- Aim of the task -
The answer must be every line of the data that holds the word "type".

Source records
__________

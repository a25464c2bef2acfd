// This Source Code Form is subject to the terms of the Mozilla Public
// License, v. 2.0. If a copy of the MPL was not distributed with this
// file, You can obtain one at https://mozilla.org/MPL/2.0/.

use thiserror::Error;

/// Result type for KML import/export
pub type Result<T> = std::result::Result<T, Error>;

/// Errors that abort a KML conversion
#[derive(Error, Debug)]
pub enum Error {
    #[error("Unreadable KML input: {0}")]
    UnreadableInput(String),

    #[error("Malformed KML XML")]
    Xml(#[from] roxmltree::Error),

    #[error("Entity tree error")]
    Model(#[from] c3ml_core::Error),
}

impl Error {
    pub fn unreadable(msg: impl Into<String>) -> Self {
        Error::UnreadableInput(msg.into())
    }
}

__________

- Output for this task -
/// Result type for KML import/export
pub type Result<T> = std::result::Result<T, Error>;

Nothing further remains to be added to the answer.